The full set of entries below should be transcribed exactly.

Excerpts from a dataset
● ● ● ●
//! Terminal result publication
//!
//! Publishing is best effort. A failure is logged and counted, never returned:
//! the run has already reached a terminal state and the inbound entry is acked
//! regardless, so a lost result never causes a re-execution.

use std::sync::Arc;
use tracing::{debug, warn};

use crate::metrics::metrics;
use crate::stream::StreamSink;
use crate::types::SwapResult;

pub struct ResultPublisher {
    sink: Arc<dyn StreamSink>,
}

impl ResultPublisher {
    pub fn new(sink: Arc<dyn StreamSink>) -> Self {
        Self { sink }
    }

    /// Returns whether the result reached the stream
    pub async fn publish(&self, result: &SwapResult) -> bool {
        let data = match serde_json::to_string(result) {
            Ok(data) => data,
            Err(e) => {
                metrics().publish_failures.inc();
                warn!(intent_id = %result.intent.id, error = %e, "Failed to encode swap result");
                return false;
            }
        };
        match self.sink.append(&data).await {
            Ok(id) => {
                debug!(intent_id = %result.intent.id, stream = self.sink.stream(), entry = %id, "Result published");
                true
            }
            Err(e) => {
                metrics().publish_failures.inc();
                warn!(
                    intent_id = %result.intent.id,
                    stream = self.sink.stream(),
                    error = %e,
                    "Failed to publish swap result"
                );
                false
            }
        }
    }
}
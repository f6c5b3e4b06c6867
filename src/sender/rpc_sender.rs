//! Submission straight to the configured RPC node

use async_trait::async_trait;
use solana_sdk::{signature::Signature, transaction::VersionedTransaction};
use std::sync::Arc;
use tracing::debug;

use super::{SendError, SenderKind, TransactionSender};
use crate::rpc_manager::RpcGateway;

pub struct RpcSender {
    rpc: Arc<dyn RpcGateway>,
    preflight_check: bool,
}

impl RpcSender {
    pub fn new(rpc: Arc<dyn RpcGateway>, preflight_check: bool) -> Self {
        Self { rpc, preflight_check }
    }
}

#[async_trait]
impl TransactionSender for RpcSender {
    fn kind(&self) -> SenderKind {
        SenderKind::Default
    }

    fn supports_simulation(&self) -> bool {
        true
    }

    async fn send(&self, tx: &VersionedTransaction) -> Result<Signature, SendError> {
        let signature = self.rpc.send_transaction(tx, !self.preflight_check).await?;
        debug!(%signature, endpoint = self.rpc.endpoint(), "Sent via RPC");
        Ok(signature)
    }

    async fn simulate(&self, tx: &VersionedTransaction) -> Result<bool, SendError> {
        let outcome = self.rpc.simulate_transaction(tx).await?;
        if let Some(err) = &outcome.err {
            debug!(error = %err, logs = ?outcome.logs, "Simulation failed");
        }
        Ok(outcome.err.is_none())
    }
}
● ● ● ●
[EXERCISE OUTPUT]:
//! Terminal result publication
//!
//! Publishing is best effort. A failure is logged and counted, never returned:
//! the run has already reached a terminal state and the inbound entry is acked
//! regardless, so a lost result never causes a re-execution.

use std::sync::Arc;
use tracing::{debug, warn};

use crate::metrics::metrics;
use crate::stream::StreamSink;
use crate::types::SwapResult;

pub struct ResultPublisher {
    sink: Arc<dyn StreamSink>,
}

impl ResultPublisher {
    pub fn new(sink: Arc<dyn StreamSink>) -> Self {
        Self { sink }
    }

    /// Returns whether the result reached the stream
    pub async fn publish(&self, result: &SwapResult) -> bool {
        let data = match serde_json::to_string(result) {
            Ok(data) => data,
            Err(e) => {
                metrics().publish_failures.inc();
                warn!(intent_id = %result.intent.id, error = %e, "Failed to encode swap result");
                return false;
            }
        };
        match self.sink.append(&data).await {
            Ok(id) => {
                debug!(intent_id = %result.intent.id, stream = self.sink.stream(), entry = %id, "Result published");
                true
            }
            Err(e) => {
                metrics().publish_failures.inc();
                warn!(
                    intent_id = %result.intent.id,
                    stream = self.sink.stream(),
                    error = %e,
                    "Failed to publish swap result"
                );
                false
            }
        }
    }
}
repository f6c5b3e4b06c6867
filename src/sender/rpc_sender.rs
//! Submission straight to the configured RPC node

use async_trait::async_trait;
use solana_sdk::{signature::Signature, transaction::VersionedTransaction};
use std::sync::Arc;
use tracing::debug;

use super::{SendError, SenderKind, TransactionSender};
use crate::rpc_manager::RpcGateway;

pub struct RpcSender {
    rpc: Arc<dyn RpcGateway>,
    preflight_check: bool,
}

impl RpcSender {
    pub fn new(rpc: Arc<dyn RpcGateway>, preflight_check: bool) -> Self {
        Self { rpc, preflight_check }
    }
}

#[async_trait]
impl TransactionSender for RpcSender {
    fn kind(&self) -> SenderKind {
        SenderKind::Default
    }

    fn supports_simulation(&self) -> bool {
        true
    }

    async fn send(&self, tx: &VersionedTransaction) -> Result<Signature, SendError> {
        let signature = self.rpc.send_transaction(tx, !self.preflight_check).await?;
        debug!(%signature, endpoint = self.rpc.endpoint(), "Sent via RPC");
        Ok(signature)
    }

    async fn simulate(&self, tx: &VersionedTransaction) -> Result<bool, SendError> {
        let outcome = self.rpc.simulate_transaction(tx).await?;
        if let Some(err) = &outcome.err {
            debug!(error = %err, logs = ?outcome.logs, "Simulation failed");
        }
        Ok(outcome.err.is_none())
    }
}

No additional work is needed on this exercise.